By Jain
We spent last night at the Johannesburg Airport Protea Transit Hotel. Transit hotels are great since they are located in the airport itself and very handy to restaurants, shops and boarding gates. Usually the rooms are pretty basic however this hotel seemed to be upscale and very comfortable, meeting our needs and for getting some shut eye.
Last night we took a stroll down to one of the airport restaurants. Having been to Africa before I now recall that the wait and service people are very nice and are outgoing and friendly. It is hard not to notice there always seems to be an abundance of staff. Even in the tiniest shop you will see three salespeople ...o.k., maybe not paying attention to customers but at least they are there, chatting with each other, having a good time.
Sitting down to dinner last night we were greeted by five waiters anxious to escort us to our table. Once seated we waited quite a long time until Chacha introduced himself and with a big smile said his name stood for powerful one. With his warm welcome, he presented our menus and we never saw "the powerful" one again. Another waiter took our order another waiter delivered our food and yet another presented the bill. I remember the African service is slow but the orders usually turn out accurate.
Our flight to Kasane, (that is pronounced Ka Saun a) Botswana is a short 1 hour and twenty minutes. On the plane we were served a box lunch consisting of pasta salad and cold meatballs. Jay said his meatballs were slightly icey, nevertheless quite tasty. To round out the meal we also got some herb crackers from France and a huge chunk of chocolate. Hey, what else could you ask for.
Kasane is a small town located on the banks of the famous Chobe River bordering on the Chobe National Park. At the airport we hailed a taxi to take us the 3 kilometers to our new digs, the Chobe River Cottages. We will be staying 3 nights here then going two blocks down the road to stay at The Old House B and B which was our first choice but since the tourist season is officially in full bloom accommodations there weren't available.

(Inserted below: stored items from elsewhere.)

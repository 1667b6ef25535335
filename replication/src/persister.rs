use std::collections::HashMap;
use std::sync::{Arc, Condvar, Mutex};
use std::thread::{self, JoinHandle};
use std::time::Duration;

use tracing::{debug, info, warn};

use common::config::{MetadataConfig, ServerUri};
use common::err::{TbrError, TbrResult};

use binlog::gtid::{Gtid, ServerType};

use connection::conn::connection::Connection;
use connection::conn::connection_options::ConnectionOptions;

use crate::registry::{ConsistencyRecord, ConsistencyRegistry, CursorBoard, ServerCursor};

/// Metadata connections must not hang the flush thread forever.
const METADATA_TIMEOUT: Duration = Duration::from_secs(30);

/// Access to the two metadata tables. Rides the same wire client the
/// listeners use; the schema is created on first start when missing.
pub struct MetadataStore {
    conn: Connection,
    database: String,
}

impl MetadataStore {
    pub fn connect(config: &MetadataConfig) -> TbrResult<MetadataStore> {
        let uri = ServerUri::parse(&config.uri)?;
        let mut options = ConnectionOptions::from_uri(&uri, 0);
        options.read_timeout = Some(METADATA_TIMEOUT);

        let mut conn = Connection::new(options);
        conn.connect()?;
        Ok(MetadataStore {
            conn,
            database: config.database.clone(),
        })
    }

    /// Create the metadata database and both tables when missing.
    pub fn ensure_schema(&mut self) -> TbrResult<()> {
        let db = &self.database;
        self.conn
            .execute(
                &format!("CREATE DATABASE IF NOT EXISTS {}", db),
                "Creating metadata database",
            )
            .map_err(persistence)?;

        self.conn
            .execute(
                &format!(
                    "CREATE TABLE IF NOT EXISTS {}.TABLE_REPLICATION_CONSISTENCY(\
                     DB_TABLE_NAME VARCHAR(255) NOT NULL,\
                     SERVER_ID INT NOT NULL,\
                     GTID VARBINARY(255),\
                     BINLOG_POS BIGINT NOT NULL,\
                     GTID_KNOWN INT,\
                     PRIMARY KEY(DB_TABLE_NAME, SERVER_ID)) ENGINE=InnoDB",
                    db
                ),
                "Creating consistency table",
            )
            .map_err(persistence)?;

        self.conn
            .execute(
                &format!(
                    "CREATE TABLE IF NOT EXISTS {}.TABLE_REPLICATION_SERVERS(\
                     SERVER_ID INT NOT NULL,\
                     BINLOG_POS BIGINT NOT NULL,\
                     GTID VARBINARY(255),\
                     GTID_KNOWN INT,\
                     SERVER_TYPE INT,\
                     PRIMARY KEY(SERVER_ID)) ENGINE=InnoDB",
                    db
                ),
                "Creating servers table",
            )
            .map_err(persistence)?;

        Ok(())
    }

    pub fn load_consistency(&mut self) -> TbrResult<Vec<ConsistencyRecord>> {
        let rows = self
            .conn
            .query(&format!(
                "SELECT DB_TABLE_NAME, SERVER_ID, GTID, BINLOG_POS, GTID_KNOWN \
                 FROM {}.TABLE_REPLICATION_CONSISTENCY",
                self.database
            ))
            .map_err(persistence)?;

        let mut records = Vec::with_capacity(rows.len());
        for row in rows {
            let db_table = cell(&row, 0)?;
            let server_id: u32 = cell(&row, 1)?.parse()?;
            let gtid_text = row.get(2).cloned().flatten().unwrap_or_default();
            let binlog_pos: u64 = cell(&row, 3)?.parse()?;
            let gtid_known = cell(&row, 4)?.parse::<i32>()? != 0;

            records.push(ConsistencyRecord {
                db_table,
                server_id,
                binlog_pos,
                gtid_known: gtid_known && !gtid_text.is_empty(),
                gtid: parse_stored_gtid(&gtid_text),
            });
        }
        Ok(records)
    }

    pub fn load_server_cursors(&mut self) -> TbrResult<Vec<ServerCursor>> {
        let rows = self
            .conn
            .query(&format!(
                "SELECT SERVER_ID, BINLOG_POS, GTID, GTID_KNOWN, SERVER_TYPE \
                 FROM {}.TABLE_REPLICATION_SERVERS",
                self.database
            ))
            .map_err(persistence)?;

        let mut cursors = Vec::with_capacity(rows.len());
        for row in rows {
            let server_id: u32 = cell(&row, 0)?.parse()?;
            let binlog_pos: u64 = cell(&row, 1)?.parse()?;
            let gtid_text = row.get(2).cloned().flatten().unwrap_or_default();
            let gtid_known = cell(&row, 3)?.parse::<i32>()? != 0;
            let server_type = ServerType::from_code(cell(&row, 4)?.parse()?);

            cursors.push(ServerCursor {
                server_id,
                binlog_file: String::new(),
                binlog_pos,
                gtid: parse_stored_gtid(&gtid_text),
                gtid_known: gtid_known && !gtid_text.is_empty(),
                server_type,
            });
        }
        Ok(cursors)
    }

    /// Upsert every record whose position advanced since the last
    /// flush. Returns how many rows were written.
    pub fn save_consistency(
        &mut self,
        records: &[ConsistencyRecord],
        last_flushed: &mut HashMap<(String, u32), u64>,
    ) -> TbrResult<usize> {
        let mut written = 0;
        for record in records {
            let key = (record.db_table.clone(), record.server_id);
            if last_flushed.get(&key) == Some(&record.binlog_pos) {
                continue;
            }

            let sql = format!(
                "INSERT INTO {}.TABLE_REPLICATION_CONSISTENCY\
                 (DB_TABLE_NAME, SERVER_ID, GTID, BINLOG_POS, GTID_KNOWN) \
                 VALUES ('{}', {}, '{}', {}, {}) \
                 ON DUPLICATE KEY UPDATE GTID=VALUES(GTID), \
                 BINLOG_POS=VALUES(BINLOG_POS), GTID_KNOWN=VALUES(GTID_KNOWN)",
                self.database,
                sql_escape(&record.db_table),
                record.server_id,
                sql_escape(&record.gtid.string()),
                record.binlog_pos,
                i32::from(record.gtid_known),
            );
            self.conn
                .execute(&sql, "Upserting consistency record")
                .map_err(persistence)?;

            last_flushed.insert(key, record.binlog_pos);
            written += 1;
        }
        Ok(written)
    }

    pub fn save_server_cursors(&mut self, cursors: &[ServerCursor]) -> TbrResult<()> {
        for cursor in cursors {
            let sql = format!(
                "INSERT INTO {}.TABLE_REPLICATION_SERVERS\
                 (SERVER_ID, BINLOG_POS, GTID, GTID_KNOWN, SERVER_TYPE) \
                 VALUES ({}, {}, '{}', {}, {}) \
                 ON DUPLICATE KEY UPDATE BINLOG_POS=VALUES(BINLOG_POS), \
                 GTID=VALUES(GTID), GTID_KNOWN=VALUES(GTID_KNOWN), \
                 SERVER_TYPE=VALUES(SERVER_TYPE)",
                self.database,
                cursor.server_id,
                cursor.binlog_pos,
                sql_escape(&cursor.gtid.string()),
                i32::from(cursor.gtid_known),
                cursor.server_type as i32,
            );
            self.conn
                .execute(&sql, "Upserting server cursor")
                .map_err(persistence)?;
        }
        Ok(())
    }
}

/// Background flush thread. Snapshots are taken under the registry lock,
/// the database writes happen outside it. Write failures are logged and
/// retried on the next interval; they never block the listeners.
pub struct MetadataPersister {
    signal: Arc<(Mutex<bool>, Condvar)>,
    worker: Option<JoinHandle<()>>,
}

impl MetadataPersister {
    pub fn start(
        config: MetadataConfig,
        interval: Duration,
        registry: Arc<ConsistencyRegistry>,
        cursors: Arc<CursorBoard>,
    ) -> MetadataPersister {
        let signal = Arc::new((Mutex::new(false), Condvar::new()));
        let thread_signal = signal.clone();

        let worker = thread::Builder::new()
            .name("tbr-persister".to_string())
            .spawn(move || {
                flush_loop(config, interval, registry, cursors, thread_signal);
            })
            .expect("spawning the persister thread");

        MetadataPersister {
            signal,
            worker: Some(worker),
        }
    }

    /// Stop the flush loop; a final flush runs before the thread exits.
    pub fn stop(mut self) {
        let (stop, condvar) = &*self.signal;
        *stop.lock().unwrap() = true;
        condvar.notify_all();
        if let Some(worker) = self.worker.take() {
            let _ = worker.join();
        }
    }
}

fn flush_loop(
    config: MetadataConfig,
    interval: Duration,
    registry: Arc<ConsistencyRegistry>,
    cursors: Arc<CursorBoard>,
    signal: Arc<(Mutex<bool>, Condvar)>,
) {
    let mut store: Option<MetadataStore> = None;
    let mut last_flushed: HashMap<(String, u32), u64> = HashMap::new();

    loop {
        let stopping = {
            let (stop, condvar) = &*signal;
            let guard = stop.lock().unwrap();
            let (guard, _) = condvar.wait_timeout(guard, interval).unwrap();
            *guard
        };

        if store.is_none() {
            match MetadataStore::connect(&config) {
                Ok(mut fresh) => match fresh.ensure_schema() {
                    Ok(()) => store = Some(fresh),
                    Err(err) => warn!("Metadata schema setup failed: {}", err),
                },
                Err(err) => warn!("Metadata connection failed: {}", err),
            }
        }

        if let Some(active) = store.as_mut() {
            match flush_once(active, &registry, &cursors, &mut last_flushed) {
                Ok(written) if written > 0 => {
                    debug!("Persisted {} consistency records", written)
                }
                Ok(_) => {}
                Err(err) => {
                    // drop the connection, reconnect on the next tick
                    warn!("Metadata flush failed, will retry: {}", err);
                    store = None;
                }
            }
        }

        if stopping {
            info!("Persister stopping");
            return;
        }
    }
}

fn flush_once(
    store: &mut MetadataStore,
    registry: &ConsistencyRegistry,
    cursors: &CursorBoard,
    last_flushed: &mut HashMap<(String, u32), u64>,
) -> TbrResult<usize> {
    let written = store.save_consistency(&registry.snapshot(), last_flushed)?;
    store.save_server_cursors(&cursors.snapshot())?;
    Ok(written)
}

fn persistence(err: TbrError) -> TbrError {
    TbrError::Persistence(err.to_string())
}

fn cell(row: &[Option<String>], index: usize) -> TbrResult<String> {
    row.get(index)
        .cloned()
        .flatten()
        .ok_or_else(|| TbrError::Persistence(format!("NULL in metadata column {}", index)))
}

/// Stored GTIDs are canonical strings; the dialect is recovered from
/// their shape.
fn parse_stored_gtid(text: &str) -> Gtid {
    if text.is_empty() {
        return Gtid::default();
    }
    let parsed = if text.contains(':') {
        Gtid::parse_mysql(text)
    } else {
        Gtid::parse_mariadb(text)
    };
    parsed.unwrap_or_default()
}

fn sql_escape(text: &str) -> String {
    text.replace('\\', "\\\\").replace('\'', "''")
}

The Chobe River Cottages are self catering units complete with a bedroom, kitchen and a patio. Ours is quite nice, located next to the pool. Well when I say pool I mean cement pond, really...but it is clean and the premises are well maintained. Our first order of business is to head to the Spar market about a block down the road.
To give you an idea of what Kasane looks like just imagine a small town in a 3rd world country in the desert the color of brown, a lot of dirt, dry, and poor. On second glance let me describe it as in the desert, the color of brown, a lot of dirt, and poor. But more I look around I start to see the people, the activity, and surroundings and appreciate its uniqueness. This is Africa and there's no place in the world like it.
There is one broken down highway leading to the shopping center that has a bank, grocery store, KFC, liquor store, a misc of tiny shops and safari tour operators. Along the highway, locals have set up makeshift souvenir stands trying to entice tourists to stop and take a look.
As we walked along the highway we passed by those waiting for the bus and carefully maneuvered around a warthog who is looking for some food. We are comforted by knowing warthogs only eat grasses and green stuff, not humans. However since talking to our neighbor we have been warned Warthogs can be dangerous if threatened; their tusks and teeth could get nasty.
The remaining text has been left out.